One particular embodiment of the invention is a bottom hole drilling assembly used in a wellbore, comprising a drill bit having a working face that defines a first cross sectional area; a centralizing sub operatively interconnected to the drill bit, the centralizing sub having an outer surface; at least one insert positioned on the outer surface of the centralizing sub, the at least one insert defining a second cross sectional area, wherein the second cross sectional area is larger than the first cross sectional area.


In some embodiments, the at least one insert has a first insert that circumscribes a first perimeter of the outer surface of the centralizing sub and has a second insert that circumscribes a second perimeter of the outer surface of the centralizing sub. In various embodiments, a maximum outer diameter of the working face of the drill bit is less than a minimum outer diameter of the at least one insert. In some embodiments, the centralizing sub is a drill collar.

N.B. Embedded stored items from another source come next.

// src/models/question.rs

use serde::{Deserialize, Serialize};
use sqlx::{prelude::FromRow, types::Json};
use validator::Validate;

use super::text_enum;

text_enum!(
    /// How a question is presented and answered.
    QuestionType, "question type" {
        MultipleChoice => "multiple_choice",
        TrueFalse => "true_false",
        Labeling => "labeling",
        DragDrop => "drag_drop",
        ShortAnswer => "short_answer",
    }
);

text_enum!(
    /// Difficulty tier used when drawing questions for ad hoc quizzes.
    Difficulty, "difficulty" {
        Easy => "easy",
        Medium => "medium",
        Hard => "hard",
    }
);

/// Represents the 'questions' table (the question bank).
#[derive(Debug, Clone, FromRow, Serialize, Deserialize)]
#[serde(rename_all = "camelCase")]
pub struct Question {
    pub id: i64,

    /// Mapped from the database column 'type' since `type` is a reserved keyword in Rust.
    #[sqlx(rename = "type", try_from = "String")]
    #[serde(rename = "type")]
    pub question_type: QuestionType,

    #[sqlx(try_from = "String")]
    pub difficulty: Difficulty,

    /// Anatomy topic tag (e.g. "skeletal", "cardiovascular").
    pub topic: String,

    pub content: String,

    /// Stored as a JSON array; absent for free-form questions.
    pub options: Option<Json<Vec<String>>>,

    /// Canonical answer representation compared against submissions.
    pub correct_answer: String,

    pub explanation: Option<String>,

    pub created_at: Option<chrono::DateTime<chrono::Utc>>,
}

/// DTO for sending question to client (excludes answer and explanation).
#[derive(Debug, Clone, Serialize)]
#[serde(rename_all = "camelCase")]
pub struct PublicQuestion {
    pub id: i64,
    #[serde(rename = "type")]
    pub question_type: QuestionType,
    pub difficulty: Difficulty,
    pub topic: String,
    pub content: String,
    pub options: Option<Json<Vec<String>>>,
}

impl From<&Question> for PublicQuestion {
    fn from(q: &Question) -> Self {
        Self {
            id: q.id,
            question_type: q.question_type,
            difficulty: q.difficulty,
            topic: q.topic.clone(),
            content: q.content.clone(),
            options: q.options.clone(),
        }
    }
}

/// DTO for creating a new bank question.
#[derive(Debug, Deserialize, Validate)]
#[serde(rename_all = "camelCase")]
pub struct CreateQuestionRequest {
    #[serde(rename = "type")]
    pub question_type: QuestionType,
    pub difficulty: Difficulty,
    #[validate(length(min = 1, max = 100))]
    pub topic: String,
    #[validate(length(min = 1, max = 1000))]
    pub content: String,
    #[validate(custom(function = validate_options))]
    pub options: Option<Vec<String>>,
    #[validate(length(min = 1, max = 500))]
    pub correct_answer: String,
    #[validate(length(max = 2000))]
    pub explanation: Option<String>,
}

fn validate_options(options: &[String]) -> Result<(), validator::ValidationError> {
    if options.is_empty() {
        return Err(validator::ValidationError::new("options_cannot_be_empty"));
    }
    for opt in options {
        if opt.len() > 500 {
            return Err(validator::ValidationError::new("option_too_long"));
        }
    }
    Ok(())
}

impl CreateQuestionRequest {
    /// Cross-field checks the derive cannot express.
    pub fn check_answer_shape(&self) -> Result<(), &'static str> {
        match self.question_type {
            QuestionType::MultipleChoice => match &self.options {
                Some(options) if options.contains(&self.correct_answer) => Ok(()),
                Some(_) => Err("correctAnswer must be one of the options"),
                None => Err("multiple_choice questions require options"),
            },
            QuestionType::TrueFalse => match self.correct_answer.as_str() {
                "true" | "false" => Ok(()),
                _ => Err("true_false answers must be \"true\" or \"false\""),
            },
            _ => Ok(()),
        }
    }
}

/// Insert payload for the question bank, already sanitized.
#[derive(Debug, Clone)]
pub struct NewQuestion {
    pub question_type: QuestionType,
    pub difficulty: Difficulty,
    pub topic: String,
    pub content: String,
    pub options: Option<Vec<String>>,
    pub correct_answer: String,
    pub explanation: Option<String>,
}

In various embodiments, the at least one insert comprises a blade package, the blade package defining the second cross sectional area, the blade package having a plurality of blades, wherein each blade forms a blade angle relative to a longitudinal axis of the centralizing sub. In some embodiments, the centralizing sub is configured to rotate in a first direction, the blades of the blade package are configured to rotate in a second direction of the centralizing sub, wherein the first direction and the second direction are distinct, and wherein the blades are configured to drive a drilling fluid in a downhole direction. In various embodiments, the assembly further comprises a second blade package positioned on the outer surface of the centralizing sub, the second blade package having a plurality of second blades, wherein each of the second blades forms a second blade angle relative to the longitudinal axis of the centralizing sub, and wherein the second blades of the second blade package are configured to rotate in the second direction. In some embodiments, the at least one insert has a coating with a friction coefficient that is less than a friction coefficient of the centralizing sub.


Another particular embodiment of the invention is a drill bit for wellbore operations, comprising a shank having a distal end and a proximate end; a working face positioned on the distal end of the shank, the working face comprising one or more drilling cones or surfaces, and the working face defining a first cross sectional area; and at least one insert positioned on an outer surface of the shank between the distal end and the proximate end of the shank, the at least one insert defining a second cross sectional area, wherein the second cross sectional area is larger than the first cross sectional area.


In various embodiments, the at least one insert is a continuous insert that circumscribes a perimeter of an outer surface of the shank. In some embodiments, the shank comprises at least one insert positioned on a second perimeter of an outer surface of the shank. In various embodiments, a maximum outer diameter of the working face of the drill bit is less than a minimum outer diameter of the at least one insert. In some embodiments, the at least one insert has a blade package, the blade package defining the second cross sectional area, the blade package having a plurality of blades, wherein each blade forms a blade angle relative to a longitudinal axis of the centralizing sub. In various embodiments, a plurality of channels is formed between the blades of the plurality of blades, and the drill bit is configured to eject a drilling fluid from the working face and pass the drilling fluid through the plurality of channels.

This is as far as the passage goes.